AVS 46th International Symposium
    Plasma Science and Technology Division Monday Sessions
       Session PS-MoP

Paper PS-MoP32
Electron Energy Control in Inductively Coupled Plasma Employing Multi-Mode Antenna

Monday, October 25, 1999, 5:30 pm, Room 4C

Session: Poster Session
Presenter: T. Urayama, Tokai University, Japan
Authors: H. Shindo, Tokai University, Japan
T. Urayama, Tokai University, Japan
Correspondent: Click to Email
In the deep sub-micron etching for ultra large-scale-integrated circuit(ULSI) processes, numerous requirements of the plasma, such as high aspect ratio, high etching selectivity, are becoming increasingly critical. The requirements have promoted development of low-pressure and high density plasma. In these plasmas, however,the electron energy is prone to become too high at low pressures. In this work, a method of electron energy control was studied in an inductively coupled plasma by employing different azimuthal mode antenna. It is expected for electron energy to reduce at higher azimuthal mode antenna, because induction field is reversed with a shorter length. An inductively coupled plasma(ICP)was produced in a stainless-steel chamber of 350mm in diameter by supplying the RF power of l3.56MHz through the quartz window at one end. Langmuir probe diagnostics and optical emission spectroscopy were made through several vertical and horizontal ports of the chamber.
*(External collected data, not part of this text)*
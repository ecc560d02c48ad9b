//! Readline prompt that answers quiz questions from the terminal

use crate::output::console::ConsoleFormatter;
use friendtype_application::{AnswerSource, AnswerSourceError};
use friendtype_domain::{OptionChoice, Question};
use rustyline::DefaultEditor;
use rustyline::error::ReadlineError;

/// What a line typed at the prompt means
#[derive(Debug, Clone, PartialEq, Eq)]
enum PromptInput {
    Choice(OptionChoice),
    Quit,
    Help,
    Empty,
    Invalid(String),
}

/// Interactive answer source backed by rustyline
///
/// Accepts the option text itself, or `1`/`2` and `a`/`b` by position.
/// Invalid input re-prompts; `/quit` or Ctrl+D cancels the quiz.
pub struct TerminalAnswerSource {
    editor: DefaultEditor,
}

impl TerminalAnswerSource {
    pub fn new() -> rustyline::Result<Self> {
        Ok(Self {
            editor: DefaultEditor::new()?,
        })
    }

    fn interpret(line: &str, question: &Question) -> PromptInput {
        let line = line.trim();
        if line.is_empty() {
            return PromptInput::Empty;
        }
        if line.starts_with('/') {
            return match line {
                "/quit" | "/exit" | "/q" => PromptInput::Quit,
                "/help" | "/h" | "/?" => PromptInput::Help,
                other => PromptInput::Invalid(format!("Unknown command: {}", other)),
            };
        }
        question
            .choice_for(line)
            .or_else(|| OptionChoice::parse_token(line))
            .map(PromptInput::Choice)
            .unwrap_or_else(|| {
                PromptInput::Invalid(format!("Please answer 1 or 2 (got {:?})", line))
            })
    }

    fn print_help() {
        println!();
        println!("Commands:");
        println!("  1, a            - Pick the first option");
        println!("  2, b            - Pick the second option");
        println!("  /help, /h, /?   - Show this help");
        println!("  /quit, /exit, /q - Stop the quiz");
        println!();
    }
}

impl AnswerSource for TerminalAnswerSource {
    fn answer(
        &mut self,
        index: usize,
        _total: usize,
        question: &Question,
    ) -> Result<OptionChoice, AnswerSourceError> {
        print!("{}", ConsoleFormatter::format_question(index, question));

        loop {
            match self.editor.readline("> ") {
                Ok(line) => match Self::interpret(&line, question) {
                    PromptInput::Choice(choice) => return Ok(choice),
                    PromptInput::Quit => return Err(AnswerSourceError::Cancelled),
                    PromptInput::Help => Self::print_help(),
                    PromptInput::Empty => continue,
                    PromptInput::Invalid(message) => println!("{}", message),
                },
                Err(ReadlineError::Interrupted) | Err(ReadlineError::Eof) => {
                    return Err(AnswerSourceError::Cancelled);
                }
                Err(err) => return Err(AnswerSourceError::Io(err.to_string())),
            }
        }
    }
}
//! Interactive quiz module
//!
//! Provides a readline-based prompt that answers questions for the quiz
//! use case.

mod prompt;

pub use prompt::TerminalAnswerSource;
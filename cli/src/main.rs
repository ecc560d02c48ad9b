//! CLI entrypoint for friendtype
//!
//! This is the main binary that wires together all layers using
//! dependency injection.

use anyhow::{Context, Result, anyhow, bail};
use clap::Parser;
use friendtype_application::{
    NoProgress, QuizConfig, QuizProgressNotifier, RunQuizUseCase, ScoreAnswersInput,
    ScoreAnswersUseCase, ScriptedAnswers,
};
use friendtype_domain::{QuizResult, TieBreak};
use friendtype_infrastructure::{ConfigLoader, FileConfig, QuestionBankLoader};
use friendtype_presentation::{
    Cli, ConsoleFormatter, ConsoleProgress, OutputConfig, OutputFormatter, ShareConfig,
    SimpleProgress, TerminalAnswerSource,
};
use std::path::Path;
use tracing::{debug, info};
use tracing_appender::non_blocking::WorkerGuard;
use tracing_subscriber::EnvFilter;

fn main() -> Result<()> {
    let cli = Cli::parse();

    // Keep the guard alive so buffered log lines are flushed on exit
    let _log_guard = init_logging(cli.verbose, cli.log_file.as_deref())?;

    info!("Starting friendtype");

    if cli.show_config {
        ConfigLoader::print_config_sources();
        return Ok(());
    }

    let file_config = if cli.no_config {
        ConfigLoader::load_defaults()
    } else {
        ConfigLoader::load(cli.config.as_ref()).context("Failed to load configuration")?
    };
    file_config.validate()?;

    let output = OutputConfig {
        format: cli
            .output
            .map(Into::into)
            .or(file_config.output.format)
            .unwrap_or_default(),
        color: file_config.output.color,
        show_progress: !cli.quiet,
    };
    if !output.color {
        colored::control::set_override(false);
    }
    let share = ShareConfig::new(
        file_config.share.prefix.clone(),
        file_config.share.suffix.clone(),
    );

    // === Dependency Injection ===
    let quiz_config = build_quiz_config(&cli, &file_config)?;

    if cli.list_questions {
        print!("{}", ConsoleFormatter::format_question_list(quiz_config.bank()));
        return Ok(());
    }
    if cli.list_types {
        print!(
            "{}",
            ConsoleFormatter::format_type_list(quiz_config.descriptions())
        );
        return Ok(());
    }

    let result = if let Some(spec) = &cli.answers {
        run_scripted(quiz_config, spec)?
    } else if !cli.answer_text.is_empty() {
        ScoreAnswersUseCase::new(quiz_config)
            .execute(ScoreAnswersInput::Texts(cli.answer_text.clone()))?
    } else {
        match run_interactive(quiz_config, &output)? {
            Some(result) => result,
            None => {
                println!("Bye!");
                return Ok(());
            }
        }
    };

    println!("{}", ConsoleFormatter.render(&result, output.format, &share));

    Ok(())
}

fn init_logging(verbose: u8, log_file: Option<&Path>) -> Result<Option<WorkerGuard>> {
    // Initialize logging based on verbosity level
    let filter = match verbose {
        0 => EnvFilter::new("warn"),
        1 => EnvFilter::new("info"),
        2 => EnvFilter::new("debug"),
        _ => EnvFilter::new("trace"), // -vvv or more
    };

    let builder = tracing_subscriber::fmt()
        .with_env_filter(filter)
        .with_target(false);

    match log_file {
        Some(path) => {
            let file = std::fs::File::create(path)
                .with_context(|| format!("Failed to open log file {}", path.display()))?;
            let (writer, guard) = tracing_appender::non_blocking(file);
            builder.with_writer(writer).with_ansi(false).init();
            Ok(Some(guard))
        }
        None => {
            builder.with_writer(std::io::stderr).init();
            Ok(None)
        }
    }
}

fn build_quiz_config(cli: &Cli, file_config: &FileConfig) -> Result<QuizConfig> {
    let tie_break: TieBreak = cli
        .tie_break
        .map(Into::into)
        .unwrap_or(file_config.scoring.tie_break);

    let config = match cli.bank.as_ref().or(file_config.quiz.bank.as_ref()) {
        Some(path) => {
            let loaded = QuestionBankLoader::load(path)?;
            QuizConfig::new(loaded.bank, loaded.descriptions)
        }
        None => QuizConfig::default(),
    };

    debug!("Tie-break policy: {}", tie_break);
    Ok(config.with_tie_break(tie_break))
}

fn run_scripted(config: QuizConfig, spec: &str) -> Result<QuizResult> {
    let mut source = ScriptedAnswers::parse(spec).map_err(|e| anyhow!(e))?;
    let total = config.bank().count();
    if source.len() > total {
        bail!("Got {} answers for {} questions", source.len(), total);
    }
    Ok(RunQuizUseCase::new(config).execute(&mut source)?)
}

/// Returns `None` when the user quits before the last question
fn run_interactive(config: QuizConfig, output: &OutputConfig) -> Result<Option<QuizResult>> {
    let mut source = TerminalAnswerSource::new().context("Failed to open terminal prompt")?;
    let progress: Box<dyn QuizProgressNotifier> = match (output.show_progress, output.color) {
        (false, _) => Box::new(NoProgress),
        (true, true) => Box::new(ConsoleProgress::new()),
        (true, false) => Box::new(SimpleProgress),
    };

    match RunQuizUseCase::new(config).execute_with_progress(&mut source, progress.as_ref()) {
        Ok(result) => Ok(Some(result)),
        Err(e) if e.is_cancelled() => Ok(None),
        Err(e) => Err(e.into()),
    }
}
The antenna is basically constructed with copper sheet of 0.3mm thickness, and the different azimuthal modes of m=0 and m=1 of one-loop antenna are realized by changing the feeder points of the RF current.The electron energy reduction was found in the m=1 mode by Langmuir probe measurement. This behavior was also confirmed by optical emission spectroscopy. The ArII lines became more intensive in the m=0 mode, while the ArI lines less intensive. The energy reduction in the m=0 mode was considered due to reverse of induction field with a shorter length in the higher mode antenna. The electron energy distribution function also showed less averaged energy in the m=1 mode.